At the same time, my wife, Anita, had two miscarriages, one shortly before my surgery and one several months afterward. The one she had right before my surgery led her to be in the doctor's office down the same hall from where I lay in the hospital bed, having the procedure to remove the baby from her body.
I tell you the fear was more than I needed. Would I live or die? Would I see my girls married or graduated? The fear that somehow I had disobeyed God, that I had misread his intentions. And have you ever noticed that when things go wrong in your life you have all those wonderful friends who tell you that you just don't have enough faith? Had I moved out of God's will in some way? How could being obedient to God be so awful and so difficult? The fear of the unknown was about more than I could take.
Ironically, it was in that hospital bed with tubes coming out of all kinds of places that I experienced most this promise of God. I will never leave you nor forsake you. Early one morning as I woke up, my closest friend, a Catholic priest who was in the program with me, sat in the room quietly reading the paper. He didn't say much. He was just there. And I didn't say much. I didn't have the energy, and, frankly, I was frustrated and fried. I sensed the presence of God in the most powerful way that I ever have. As he sat there and I sat there, somehow our eyes locked and our hearts were joined and as we prayed silently together, not knowing what the other was saying, but both of us lifting our hearts and our souls to God, for a moment, the veil between heaven and earth was gone and God was there. And the deep assurance came from above. I will never leave you nor forsake you.

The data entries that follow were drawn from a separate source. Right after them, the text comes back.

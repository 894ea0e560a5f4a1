//! Pipeline configuration

use super::{DEFAULT_DECISION_THRESHOLD, DEFAULT_ENSEMBLE_SIZE, DEFAULT_INNER_FOLDS};
use crate::ensemble::ScoreAggregation;
use crate::error::{PipelineError, Result};
use crate::search::{SamplerType, SearchSpace};
use serde::{Deserialize, Serialize};
use std::fs::File;
use std::io::{BufReader, BufWriter};
use std::path::Path;

/// Configuration for the search → select → retrain pipeline
#[derive(Debug, Clone, Serialize, Deserialize)]
#[serde(default)]
pub struct PipelineConfig {
    /// Base seed; every fold, trial and retrain derives its own seed from it
    pub seed: u64,

    /// Stratified folds inside each trial
    pub inner_folds: usize,

    /// Outer folds of the nested search
    pub outer_folds: usize,

    /// Configurations proposed per outer fold
    pub trials_per_fold: usize,

    /// Wall-clock budget per outer fold
    pub timeout_secs: Option<f64>,

    /// Stop a fold after this many trials without improvement
    pub early_stopping_patience: Option<usize>,

    /// Minimum improvement that resets the patience counter
    pub min_improvement: f64,

    /// Number of models in the deployed ensemble
    pub ensemble_size: usize,

    /// Per-model probability threshold for class 1 (inclusive)
    pub decision_threshold: f64,

    /// How repeated configurations are scored in the pool
    pub aggregation: ScoreAggregation,

    /// Configuration proposal strategy
    pub sampler: SamplerType,

    /// Random proposals before the TPE sampler starts exploiting history
    pub n_startup_trials: usize,

    /// Run outer folds concurrently
    pub parallel_outer_folds: bool,

    /// Upper bound on concurrent retraining jobs (1 = sequential)
    pub max_parallel_retrains: usize,

    /// Fraction held out as validation split when the caller supplies one dataset
    pub validation_fraction: f64,

    pub search_space: SearchSpace,
}

impl Default for PipelineConfig {
    fn default() -> Self {
        Self {
            seed: 42,
            inner_folds: DEFAULT_INNER_FOLDS,
            outer_folds: 3,
            trials_per_fold: 20,
            timeout_secs: None,
            early_stopping_patience: None,
            min_improvement: 1e-6,
            ensemble_size: DEFAULT_ENSEMBLE_SIZE,
            decision_threshold: DEFAULT_DECISION_THRESHOLD,
            aggregation: ScoreAggregation::Best,
            sampler: SamplerType::Tpe,
            n_startup_trials: 8,
            parallel_outer_folds: false,
            max_parallel_retrains: 1,
            validation_fraction: 0.2,
            search_space: SearchSpace::default(),
        }
    }
}

impl PipelineConfig {
    pub fn new() -> Self {
        Self::default()
    }

    pub fn with_seed(mut self, seed: u64) -> Self {
        self.seed = seed;
        self
    }

    pub fn with_outer_folds(mut self, n: usize) -> Self {
        self.outer_folds = n;
        self
    }

    pub fn with_inner_folds(mut self, n: usize) -> Self {
        self.inner_folds = n;
        self
    }

    pub fn with_trials_per_fold(mut self, n: usize) -> Self {
        self.trials_per_fold = n;
        self
    }

    pub fn with_timeout(mut self, secs: f64) -> Self {
        self.timeout_secs = Some(secs);
        self
    }

    pub fn with_early_stopping(mut self, patience: usize) -> Self {
        self.early_stopping_patience = Some(patience);
        self
    }

    pub fn with_sampler(mut self, sampler: SamplerType) -> Self {
        self.sampler = sampler;
        self
    }

    pub fn with_aggregation(mut self, aggregation: ScoreAggregation) -> Self {
        self.aggregation = aggregation;
        self
    }

    pub fn with_parallel_outer_folds(mut self, parallel: bool) -> Self {
        self.parallel_outer_folds = parallel;
        self
    }

    pub fn with_max_parallel_retrains(mut self, n: usize) -> Self {
        self.max_parallel_retrains = n;
        self
    }

    pub fn with_search_space(mut self, space: SearchSpace) -> Self {
        self.search_space = space;
        self
    }

    /// Reject settings that would change the statistical meaning of the run
    pub fn validate(&self) -> Result<()> {
        if self.inner_folds < 2 {
            return Err(PipelineError::ConfigError("inner_folds must be at least 2".to_string()));
        }
        if self.outer_folds < 2 {
            return Err(PipelineError::ConfigError("outer_folds must be at least 2".to_string()));
        }
        if self.trials_per_fold == 0 {
            return Err(PipelineError::ConfigError("trials_per_fold must be positive".to_string()));
        }
        if self.ensemble_size == 0 || self.ensemble_size % 2 == 0 {
            return Err(PipelineError::ConfigError(format!(
                "ensemble_size must be odd so majority votes cannot tie, got {}",
                self.ensemble_size
            )));
        }
        if !(self.decision_threshold > 0.0 && self.decision_threshold <= 1.0) {
            return Err(PipelineError::ConfigError(format!(
                "decision_threshold must lie in (0, 1], got {}",
                self.decision_threshold
            )));
        }
        if !(self.validation_fraction > 0.0 && self.validation_fraction < 1.0) {
            return Err(PipelineError::ConfigError(format!(
                "validation_fraction must lie in (0, 1), got {}",
                self.validation_fraction
            )));
        }
        if self.max_parallel_retrains == 0 {
            return Err(PipelineError::ConfigError(
                "max_parallel_retrains must be at least 1".to_string(),
            ));
        }
        self.search_space.validate()
    }

    /// Load from a JSON file; missing fields take their defaults
    pub fn from_json_file(path: impl AsRef<Path>) -> Result<Self> {
        let file = File::open(path.as_ref())?;
        let config: Self = serde_json::from_reader(BufReader::new(file))?;
        config.validate()?;
        Ok(config)
    }

    pub fn to_json_file(&self, path: impl AsRef<Path>) -> Result<()> {
        let file = File::create(path.as_ref())?;
        serde_json::to_writer_pretty(BufWriter::new(file), self)?;
        Ok(())
    }
}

Place your hope solely in God. When you do, you will thereby discover life, true life. Not from money, not from people but from him and no place else. When you grasp this one simple promise, your life truly will be different because hope and life can be found nowhere else.
Please pray with me.
Gracious and eternal God, our lives, our hope, our destiny, our future, and our world belong to you. Teach us to trust you rather than ourselves. Teach us to place our hope only in you. In the name of our risen Lord Jesus Christ. Amen.